Post: Robert Kiyosaki The Lazy way to invest in real estate.

Ben ZimmermanPosted
  • Rental Property Investor
  • Raleigh, NC
  • Posts 393
  • Votes 995

Threads like these bring out people who are so ingrained in their beliefs that nothing you say will sway their opinion.

My mortgage is 950/month, 0 down payment, if I didn't own the house and instead rented, my rent would be 1600/mo.

Of that 950, 200+ of it is equity which is really just paying myself in terms of overall net worth.  So essentially I am paying 750, in order to save 1600 since I get no equity while renting.  Average appreciation rate in my area is a tad over 4% so as long as I don't buy and sell every 2-3 years to continually pay closing costs I come out way ahead.  You seem to believe that something isn't an asset if it doesn't make you money every month and cover its costs, but my home DOES make me money, it makes me 1600-750=$850 every month in terms of overall net worth, or 650 in terms of raw dollars per month flowing in/out of my checking account.  It all depends if you want to count your equity gain immediately or not.  Either way its a significant win.

Your personal home is your BEST rental property you will ever own assuming you don't buy some overpriced McMansion.  You are simply renting it to yourself.  It comes with the lowest interest rates possible, a perfect tenant with 0% vacancy rates, a near 0 yearly maintenance cost since you take good care of your home and can easily repair most simple items yourself, and no property management team necessary.  

Opportunity cost is a legitimate cost.  If I wasn't paying this 950, I would instead be paying 1600 and not getting any equity either.  But hey, if you want to keep thinking that your home is not an asset then by all means you are entitled to your opinion, I have several properties that you can rent from me if you are so excited about renting instead of owning.



- Original Cost to buy (A homes price isn't predicated on it's use, if I buy it as a rental or for my own use it still costs the same amount)

- Down Payment (owner occupied homes require significantly less down payment)

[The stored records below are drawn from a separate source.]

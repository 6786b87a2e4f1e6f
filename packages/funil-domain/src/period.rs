use time::{Date, Month, OffsetDateTime, Time};

/// UTC boundaries of a calendar month as a half-open interval
/// `[start, end)`, so the last instant of the month is included by
/// filtering with `< end`.
pub fn month_bounds(year: i32, month: u8) -> Option<(OffsetDateTime, OffsetDateTime)> {
	let month = Month::try_from(month).ok()?;
	let start = Date::from_calendar_date(year, month, 1).ok()?.with_time(Time::MIDNIGHT).assume_utc();
	let (next_year, next_month) = match month {
		Month::December => (year.checked_add(1)?, Month::January),
		_ => (year, month.next()),
	};
	let end = Date::from_calendar_date(next_year, next_month, 1)
		.ok()?
		.with_time(Time::MIDNIGHT)
		.assume_utc();

	Some((start, end))
}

- Loan interest rate and term in years (owner occupied homes have a much lower interest rate)

- Rent (will always be higher than your mortgage amount unless you live in a stupidly overpriced area like NYC, SF, ect.  The overwhelming majority of the population their mortgage is significantly less than a comparable rental would cost)

- Monthly expenses: Utilities, taxes, insurance, cable/www, any REHAB you did, Landscape, Lawn/snow per month, misc expenses. (I pay utilities, cable, internet etc regardless if i'm renting or buying, taxes and insurance are already factored into the mortgage payments, however if you are renting then your renters insurance will be in addition to your monthly rent.)

- Appreciation rate per year (You don't get any appreciation if you rent, so unless you live in a dying town with negative appreciation rates then owning wins)



It looks like you struck out Joe, each of the items you listed favors owning instead of renting.  30 years from now I will own my home outright and will have saved hundreds per month while experiencing nice appreciation.  After 30 years of renting all you have is an empty box of kleenex after wiping away all of your financial tears.